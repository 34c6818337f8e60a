// src/naming/unroll.rs

use crate::naming::artifact::PolishChain;

/// Decompose a chain into every intermediate chain that has to exist before
/// it, longest first.
///
/// - `do_unroll == false`: just `[chain]`.
/// - empty chain: `[]`.
/// - otherwise the chain itself, followed by the unrolling of its
///   predecessor: the final step one iteration earlier, or, at iteration 1,
///   the chain with the final step removed. Removing a step never touches
///   the iteration counter of the step before it.
///
/// Every step either shortens the chain or decrements its last iteration, so
/// the result has exactly [`PolishChain::total_passes`] entries.
pub fn unroll(chain: &PolishChain, do_unroll: bool) -> Vec<PolishChain> {
    if !do_unroll {
        return vec![chain.clone()];
    }

    let mut out = Vec::with_capacity(chain.total_passes());
    let mut current = chain.clone();
    while let Some(last) = current.last().copied() {
        let next = match last.previous_iteration() {
            Some(prev) => current.with_last(prev),
            None => current.without_last(),
        };
        out.push(current);
        current = next;
    }
    out
}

Try it:
Print exactly, and only, the lines running from the one that contains "step before it." to the last line of the records above.

Result of this task:
///   the iteration counter of the step before it.
///
/// Every step either shortens the chain or decrements its last iteration, so
/// the result has exactly [`PolishChain::total_passes`] entries.
pub fn unroll(chain: &PolishChain, do_unroll: bool) -> Vec<PolishChain> {
    if !do_unroll {
        return vec![chain.clone()];
    }

    let mut out = Vec::with_capacity(chain.total_passes());
    let mut current = chain.clone();
    while let Some(last) = current.last().copied() {
        let next = match last.previous_iteration() {
            Some(prev) => current.with_last(prev),
            None => current.without_last(),
        };
        out.push(current);
        current = next;
    }
    out
}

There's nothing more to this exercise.